* _What to do_
Your task is to count the lines of the entries below that include the word "unix" and to give only the resulting number.

* _Records for the task_
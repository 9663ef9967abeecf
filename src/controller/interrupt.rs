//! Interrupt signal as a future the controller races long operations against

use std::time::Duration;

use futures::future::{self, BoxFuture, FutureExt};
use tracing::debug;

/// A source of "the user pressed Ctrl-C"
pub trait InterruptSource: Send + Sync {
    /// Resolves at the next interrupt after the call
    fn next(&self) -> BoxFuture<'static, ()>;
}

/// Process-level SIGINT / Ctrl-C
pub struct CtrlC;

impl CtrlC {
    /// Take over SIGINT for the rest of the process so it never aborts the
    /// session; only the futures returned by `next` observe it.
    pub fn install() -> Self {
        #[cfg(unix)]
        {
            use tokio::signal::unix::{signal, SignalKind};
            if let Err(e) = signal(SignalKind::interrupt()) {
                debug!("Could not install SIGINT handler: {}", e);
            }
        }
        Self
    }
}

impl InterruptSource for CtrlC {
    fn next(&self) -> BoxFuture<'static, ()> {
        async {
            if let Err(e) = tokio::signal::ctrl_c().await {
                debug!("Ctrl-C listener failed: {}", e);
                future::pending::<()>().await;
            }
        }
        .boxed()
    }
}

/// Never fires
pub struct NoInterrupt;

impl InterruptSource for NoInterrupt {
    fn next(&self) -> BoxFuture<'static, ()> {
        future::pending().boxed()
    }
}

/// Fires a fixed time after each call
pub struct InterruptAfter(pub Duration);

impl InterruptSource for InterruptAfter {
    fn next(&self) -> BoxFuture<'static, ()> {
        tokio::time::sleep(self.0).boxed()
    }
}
* * *
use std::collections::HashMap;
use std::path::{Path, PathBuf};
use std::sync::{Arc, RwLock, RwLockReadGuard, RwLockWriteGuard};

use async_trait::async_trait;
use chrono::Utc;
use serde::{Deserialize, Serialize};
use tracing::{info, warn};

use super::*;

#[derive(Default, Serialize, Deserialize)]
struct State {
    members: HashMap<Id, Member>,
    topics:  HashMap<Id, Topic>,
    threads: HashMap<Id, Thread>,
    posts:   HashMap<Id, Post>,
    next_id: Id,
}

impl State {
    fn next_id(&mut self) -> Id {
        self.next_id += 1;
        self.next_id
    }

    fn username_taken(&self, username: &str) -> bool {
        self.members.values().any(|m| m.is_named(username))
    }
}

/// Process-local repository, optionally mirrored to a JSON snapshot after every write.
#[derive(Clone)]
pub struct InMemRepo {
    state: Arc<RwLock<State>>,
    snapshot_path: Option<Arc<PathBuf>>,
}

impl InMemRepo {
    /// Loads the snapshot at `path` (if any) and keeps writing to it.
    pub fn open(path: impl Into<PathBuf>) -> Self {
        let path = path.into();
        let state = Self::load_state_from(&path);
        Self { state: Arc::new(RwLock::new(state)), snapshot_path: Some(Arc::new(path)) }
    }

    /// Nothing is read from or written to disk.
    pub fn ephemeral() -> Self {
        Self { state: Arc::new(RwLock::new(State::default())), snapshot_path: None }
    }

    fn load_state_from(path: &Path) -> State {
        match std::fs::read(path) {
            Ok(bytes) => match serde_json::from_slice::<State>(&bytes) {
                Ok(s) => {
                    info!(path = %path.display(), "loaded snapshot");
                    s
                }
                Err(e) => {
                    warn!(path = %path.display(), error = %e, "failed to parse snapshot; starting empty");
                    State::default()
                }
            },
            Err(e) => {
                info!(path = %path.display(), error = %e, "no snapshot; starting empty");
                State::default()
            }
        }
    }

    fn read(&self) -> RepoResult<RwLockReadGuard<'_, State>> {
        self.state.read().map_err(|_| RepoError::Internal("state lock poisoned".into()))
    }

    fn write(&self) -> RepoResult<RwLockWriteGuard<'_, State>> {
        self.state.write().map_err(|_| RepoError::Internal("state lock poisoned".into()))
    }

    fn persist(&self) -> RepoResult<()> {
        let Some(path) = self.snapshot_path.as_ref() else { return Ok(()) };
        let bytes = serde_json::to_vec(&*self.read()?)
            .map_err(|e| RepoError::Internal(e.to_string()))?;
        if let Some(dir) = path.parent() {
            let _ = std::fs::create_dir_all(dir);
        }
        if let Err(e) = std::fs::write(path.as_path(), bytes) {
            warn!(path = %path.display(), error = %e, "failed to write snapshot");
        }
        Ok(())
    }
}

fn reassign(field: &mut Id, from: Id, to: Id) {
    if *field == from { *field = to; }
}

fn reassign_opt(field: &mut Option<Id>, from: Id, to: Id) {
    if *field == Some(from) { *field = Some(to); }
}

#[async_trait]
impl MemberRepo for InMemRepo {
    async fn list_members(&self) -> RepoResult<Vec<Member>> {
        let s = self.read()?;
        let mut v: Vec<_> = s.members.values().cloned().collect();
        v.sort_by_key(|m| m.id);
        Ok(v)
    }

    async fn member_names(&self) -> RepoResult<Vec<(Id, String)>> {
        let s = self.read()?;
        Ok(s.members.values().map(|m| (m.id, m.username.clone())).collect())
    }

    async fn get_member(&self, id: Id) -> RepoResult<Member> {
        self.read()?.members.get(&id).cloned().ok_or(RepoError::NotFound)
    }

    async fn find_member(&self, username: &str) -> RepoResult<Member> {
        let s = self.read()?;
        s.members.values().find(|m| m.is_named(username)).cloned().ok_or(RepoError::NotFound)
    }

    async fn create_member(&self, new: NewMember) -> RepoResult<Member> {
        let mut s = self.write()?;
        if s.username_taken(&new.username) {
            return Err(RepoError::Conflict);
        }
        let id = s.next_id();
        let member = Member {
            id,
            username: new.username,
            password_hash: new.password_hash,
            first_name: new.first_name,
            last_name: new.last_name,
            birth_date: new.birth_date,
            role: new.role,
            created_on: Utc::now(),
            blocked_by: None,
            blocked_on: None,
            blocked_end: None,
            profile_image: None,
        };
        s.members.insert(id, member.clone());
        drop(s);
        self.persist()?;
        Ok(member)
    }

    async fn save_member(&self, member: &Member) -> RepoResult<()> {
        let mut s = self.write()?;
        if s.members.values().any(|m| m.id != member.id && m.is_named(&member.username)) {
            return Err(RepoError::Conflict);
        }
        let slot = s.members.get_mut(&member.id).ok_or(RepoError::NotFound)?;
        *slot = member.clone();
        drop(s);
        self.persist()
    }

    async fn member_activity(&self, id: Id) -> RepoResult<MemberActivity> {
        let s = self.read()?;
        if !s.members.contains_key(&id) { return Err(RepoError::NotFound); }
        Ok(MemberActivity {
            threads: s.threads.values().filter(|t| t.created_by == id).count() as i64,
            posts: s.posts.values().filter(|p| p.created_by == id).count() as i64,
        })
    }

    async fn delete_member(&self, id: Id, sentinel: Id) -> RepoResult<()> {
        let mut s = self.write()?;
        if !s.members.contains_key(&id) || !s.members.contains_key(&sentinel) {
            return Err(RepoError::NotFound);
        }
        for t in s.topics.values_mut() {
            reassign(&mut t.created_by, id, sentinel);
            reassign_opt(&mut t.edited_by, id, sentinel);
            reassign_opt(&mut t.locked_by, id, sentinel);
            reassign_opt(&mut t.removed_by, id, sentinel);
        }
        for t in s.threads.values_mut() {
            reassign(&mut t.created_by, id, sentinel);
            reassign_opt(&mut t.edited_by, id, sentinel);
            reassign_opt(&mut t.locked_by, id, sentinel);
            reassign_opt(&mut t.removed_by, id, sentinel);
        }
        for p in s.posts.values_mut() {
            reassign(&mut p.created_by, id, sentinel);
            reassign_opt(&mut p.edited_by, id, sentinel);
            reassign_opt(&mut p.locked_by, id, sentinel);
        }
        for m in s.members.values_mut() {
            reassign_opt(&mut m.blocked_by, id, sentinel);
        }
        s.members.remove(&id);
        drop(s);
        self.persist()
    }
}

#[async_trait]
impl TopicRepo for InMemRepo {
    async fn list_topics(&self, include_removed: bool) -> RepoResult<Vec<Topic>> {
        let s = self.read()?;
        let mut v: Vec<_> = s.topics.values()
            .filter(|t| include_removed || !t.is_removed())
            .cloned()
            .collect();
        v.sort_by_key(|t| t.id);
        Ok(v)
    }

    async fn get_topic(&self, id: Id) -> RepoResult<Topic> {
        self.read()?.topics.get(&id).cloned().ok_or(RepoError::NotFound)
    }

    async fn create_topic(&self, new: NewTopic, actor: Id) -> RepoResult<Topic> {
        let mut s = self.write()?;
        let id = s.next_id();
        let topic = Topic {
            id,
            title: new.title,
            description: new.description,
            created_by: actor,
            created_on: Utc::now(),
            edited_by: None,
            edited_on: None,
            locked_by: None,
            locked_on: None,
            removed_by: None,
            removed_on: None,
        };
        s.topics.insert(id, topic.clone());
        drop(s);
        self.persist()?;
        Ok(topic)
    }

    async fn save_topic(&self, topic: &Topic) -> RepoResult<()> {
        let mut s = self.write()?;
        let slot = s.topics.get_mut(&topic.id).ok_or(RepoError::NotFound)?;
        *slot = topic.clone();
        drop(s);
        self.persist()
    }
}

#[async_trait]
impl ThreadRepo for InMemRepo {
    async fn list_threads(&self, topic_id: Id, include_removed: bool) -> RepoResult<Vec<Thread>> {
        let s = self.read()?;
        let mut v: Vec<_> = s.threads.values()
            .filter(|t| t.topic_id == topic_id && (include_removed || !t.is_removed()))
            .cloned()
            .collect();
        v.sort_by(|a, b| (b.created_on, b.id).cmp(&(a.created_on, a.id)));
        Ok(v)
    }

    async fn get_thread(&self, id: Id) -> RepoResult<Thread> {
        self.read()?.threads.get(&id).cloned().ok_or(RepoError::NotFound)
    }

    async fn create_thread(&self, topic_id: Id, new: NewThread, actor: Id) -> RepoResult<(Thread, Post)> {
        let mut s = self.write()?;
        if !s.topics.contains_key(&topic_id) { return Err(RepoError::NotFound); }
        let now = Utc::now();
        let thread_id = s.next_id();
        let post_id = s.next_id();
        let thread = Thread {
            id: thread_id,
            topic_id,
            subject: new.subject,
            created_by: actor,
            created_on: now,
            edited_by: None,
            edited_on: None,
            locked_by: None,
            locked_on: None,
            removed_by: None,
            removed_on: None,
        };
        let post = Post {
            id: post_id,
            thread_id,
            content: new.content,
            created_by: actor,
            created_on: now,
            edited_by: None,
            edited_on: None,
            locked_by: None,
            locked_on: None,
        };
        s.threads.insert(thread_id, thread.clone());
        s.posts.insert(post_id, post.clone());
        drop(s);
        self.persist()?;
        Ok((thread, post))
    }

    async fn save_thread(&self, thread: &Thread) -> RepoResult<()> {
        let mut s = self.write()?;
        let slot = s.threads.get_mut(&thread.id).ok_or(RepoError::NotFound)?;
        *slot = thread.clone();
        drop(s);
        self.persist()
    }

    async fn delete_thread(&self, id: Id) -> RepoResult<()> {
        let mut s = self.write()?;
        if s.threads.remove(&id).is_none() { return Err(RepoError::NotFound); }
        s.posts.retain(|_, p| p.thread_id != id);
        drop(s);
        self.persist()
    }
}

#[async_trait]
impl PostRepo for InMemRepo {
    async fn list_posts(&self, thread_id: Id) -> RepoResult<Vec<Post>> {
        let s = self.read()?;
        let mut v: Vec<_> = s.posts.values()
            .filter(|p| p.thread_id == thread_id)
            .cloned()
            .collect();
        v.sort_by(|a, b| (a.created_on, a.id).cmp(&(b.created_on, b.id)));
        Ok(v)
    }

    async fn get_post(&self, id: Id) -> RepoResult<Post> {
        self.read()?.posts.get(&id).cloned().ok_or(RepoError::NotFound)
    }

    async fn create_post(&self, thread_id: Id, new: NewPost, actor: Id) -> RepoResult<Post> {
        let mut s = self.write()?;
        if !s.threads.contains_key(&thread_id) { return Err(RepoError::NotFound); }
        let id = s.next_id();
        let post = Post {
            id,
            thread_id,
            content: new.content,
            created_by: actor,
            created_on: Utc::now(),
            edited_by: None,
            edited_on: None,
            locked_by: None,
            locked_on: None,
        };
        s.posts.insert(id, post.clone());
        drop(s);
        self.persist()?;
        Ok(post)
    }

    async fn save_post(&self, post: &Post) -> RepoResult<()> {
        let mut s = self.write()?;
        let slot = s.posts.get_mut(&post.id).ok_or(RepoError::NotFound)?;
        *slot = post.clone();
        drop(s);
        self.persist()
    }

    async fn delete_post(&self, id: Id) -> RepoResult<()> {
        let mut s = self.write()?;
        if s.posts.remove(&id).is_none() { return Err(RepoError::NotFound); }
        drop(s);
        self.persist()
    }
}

* _Task solution_
2